Nova lei prevê retirada de fiação de telecomunicações do Bairro do Recife até janeiro de 2027
Medida busca preservar o patrimônio histórico, reduzir a poluição visual e reorganizar a infraestrutura de telecomunicações no centro histórico da capital
Publicado: 18/06/2026 às 17:33
Fiação elétrica do Recife passará por processo para ser embutida (Foto: Hesíodo Góes/Secom)
A Prefeitura do Recife sancionou uma nova legislação que determina o embutimento dos fios de telecomunicações no Bairro do Recife, uma das áreas mais importantes do patrimônio histórico e cultural da capital pernambucana. A medida foi instituída pela Lei Municipal nº 19.516, publicada nesta quinta-feira (18). A gestão municipal informou que a fiação deve estar totalmente embutida até janeiro de 2027.
A norma estabelece que empresas concessionárias e autorizadas de serviços de telecomunicações deverão utilizar as galerias subterrâneas já implantadas pelo município para acomodar cabos e demais estruturas atualmente instaladas de forma aérea na Zona Especial de Preservação do Patrimônio Histórico-Cultural do Bairro do Recife (ZEPH Bairro do Recife).
Segundo a legislação, o objetivo é proteger a paisagem urbana e preservar a ambiência arquitetônica do sítio histórico, além de promover maior organização e segurança da infraestrutura instalada nos espaços públicos.
A prefeitura informou que aproximadamente 20 empresas de telecomunicações deverão participar do processo de migração da rede aérea para a infraestrutura subterrânea.
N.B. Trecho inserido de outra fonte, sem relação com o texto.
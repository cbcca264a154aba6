//! cutrelease - CLI entry point.

use std::process;

use anyhow::{Context, Result};
use clap::Parser;
use git2::Repository;
use tracing::info;

use cutrelease::config::DEFAULT_CONFIG_PATH;
use cutrelease::error::GitError;
use cutrelease::git::{Branch, head_sha, origin_url};
use cutrelease::github::{GitHubClient, RepositoryId, get_github_token};
use cutrelease::release::{
    ActionOutputs, AssetSpec, ReleaseOutcome, ReleaseSettings, run_release, write_outputs,
};
use cutrelease::version::SystemClock;

/// Cut a GitHub release from the conventional commits since the last one.
#[derive(Parser, Debug)]
#[command(name = "cutrelease")]
#[command(about = "Cut a GitHub release from conventional commits")]
#[command(version)]
struct Cli {
    /// Versioning scheme: semver or calver
    #[arg(long, env = "INPUT_VERSIONING", default_value = "semver")]
    versioning: String,

    /// Tag prefix, e.g. "v"
    #[arg(long, env = "INPUT_PREFIX", default_value = "")]
    prefix: String,

    /// Produce pre-releases (-dev.N on the default branch, -rc.N on release branches)
    #[arg(long, env = "INPUT_PRERELEASE")]
    prerelease: bool,

    /// Pipe-delimited increments to apply, e.g. "prerelease|minor" (default: from commits)
    #[arg(long, env = "INPUT_INCREMENT-TYPE")]
    increment_type: Option<String>,

    /// Create the release as a draft
    #[arg(long, env = "INPUT_DRAFT")]
    draft: bool,

    /// Path of the release configuration inside the repository
    #[arg(long = "config", env = "INPUT_CONFIG", default_value = DEFAULT_CONFIG_PATH)]
    config_path: String,

    /// File to attach, as path or path#label (repeatable)
    #[arg(long = "asset", env = "INPUT_ASSETS", value_delimiter = '\n')]
    assets: Vec<AssetSpec>,

    /// Repository as owner/name (default: parsed from the origin remote)
    #[arg(long, env = "GITHUB_REPOSITORY")]
    repository: Option<String>,

    /// Branch the release is cut from (default: the checked-out branch)
    #[arg(long, env = "GITHUB_REF")]
    branch: Option<String>,

    /// Commit to release (default: HEAD)
    #[arg(long, env = "GITHUB_SHA")]
    target: Option<String>,

    /// GitHub token (default: gh CLI, then GH_TOKEN)
    #[arg(long, env = "GITHUB_TOKEN", hide_env_values = true)]
    token: Option<String>,

    /// Compute the version and changelog without publishing anything
    #[arg(long)]
    dry_run: bool,
}

#[tokio::main]
async fn main() {
    // Logs go to stderr so stdout only carries outputs
    tracing_subscriber::fmt()
        .with_writer(std::io::stderr)
        .with_env_filter(
            tracing_subscriber::EnvFilter::try_from_default_env()
                .unwrap_or_else(|_| tracing_subscriber::EnvFilter::new("info")),
        )
        .init();

    let cli = Cli::parse();

    if let Err(e) = run(cli).await {
        eprintln!("Error: {e}");

        for cause in e.chain().skip(1) {
            eprintln!("  Caused by: {cause}");
        }

        process::exit(1);
    }
}

async fn run(cli: Cli) -> Result<()> {
    let mut local = LocalRepository::default();

    let repository: RepositoryId = match cli.repository.as_deref() {
        Some(slug) => slug.parse().context("Invalid --repository")?,
        None => {
            let url = origin_url(local.open()?)?;
            RepositoryId::from_remote_url(&url).context("Could not parse GitHub remote URL")?
        }
    };

    let branch = match cli.branch.as_deref() {
        Some(name) => Branch::from_ref(name).context("Invalid --branch")?,
        None => Branch::current(local.open()?).context("Failed to resolve current branch")?,
    };

    let target = match cli.target {
        Some(sha) => sha,
        None => head_sha(local.open()?).context("Failed to resolve HEAD")?,
    };

    let token = get_github_token(cli.token.as_deref())
        .context("GitHub authentication required to publish releases")?;
    let client = GitHubClient::new(&token, repository)?;
    info!("Repository: {}", client.repository());

    let settings = ReleaseSettings {
        versioning: cli.versioning,
        prefix: Some(cli.prefix).filter(|p| !p.is_empty()),
        prerelease: cli.prerelease,
        increment_type: cli.increment_type.filter(|s| !s.trim().is_empty()),
        draft: cli.draft,
        config_path: cli.config_path,
        assets: cli.assets,
        target,
        branch,
        dry_run: cli.dry_run,
    };

    let outcome = run_release(&settings, &client, &SystemClock)
        .await
        .context("Release failed")?;

    match &outcome {
        ReleaseOutcome::Created { release, .. } => {
            info!("✓ Released {}", release.tag_name);
        }
        ReleaseOutcome::DryRun {
            version, changelog, ..
        } => {
            println!("\n--- Dry Run Output ---\n");
            println!("Version: {}\n", version);
            println!("{}", changelog);
            return Ok(());
        }
        ReleaseOutcome::Skipped { reason, .. } => {
            info!("Nothing released: {}", reason);
        }
    }

    write_outputs(&ActionOutputs::from_outcome(&outcome)?)?;
    Ok(())
}

/// The working-directory repository, opened on first use.
#[derive(Default)]
struct LocalRepository {
    repo: Option<Repository>,
}

impl LocalRepository {
    fn open(&mut self) -> Result<&Repository> {
        if self.repo.is_none() {
            let repo = Repository::discover(".")
                .map_err(GitError::OpenRepository)
                .context("Not a git repository. Pass --repository, --branch and --target explicitly.")?;
            self.repo = Some(repo);
        }
        self.repo.as_ref().context("Repository unavailable")
    }
}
De acordo com o município, a Neoenergia já notificou as empresas que possuem contrato com a concessionária sobre a retirada dos postes, conforme o projeto em andamento.
Pela nova lei, as empresas terão prazo de 30 dias para apresentar um plano de adequação contendo o cronograma para a transferência da infraestrutura para as galerias subterrâneas após serem formalmente notificadas.
O processo deverá ocorrer de forma gradual e planejada, em articulação com as operadoras, de modo a garantir a continuidade dos serviços prestados à população e evitar impactos para usuários e empresas instaladas na região.
Além da migração da rede, a legislação determina que as empresas removam a fiação aérea substituída, retirem cabos e equipamentos inutilizados e promovam a identificação das redes instaladas sempre que houver viabilidade técnica.
A lei também ressalta que a utilização das galerias subterrâneas não interfere na regulação dos serviços de telecomunicações, competência que permanece sob responsabilidade da legislação federal. O foco da medida é a ordenação do espaço urbano e a preservação do patrimônio histórico.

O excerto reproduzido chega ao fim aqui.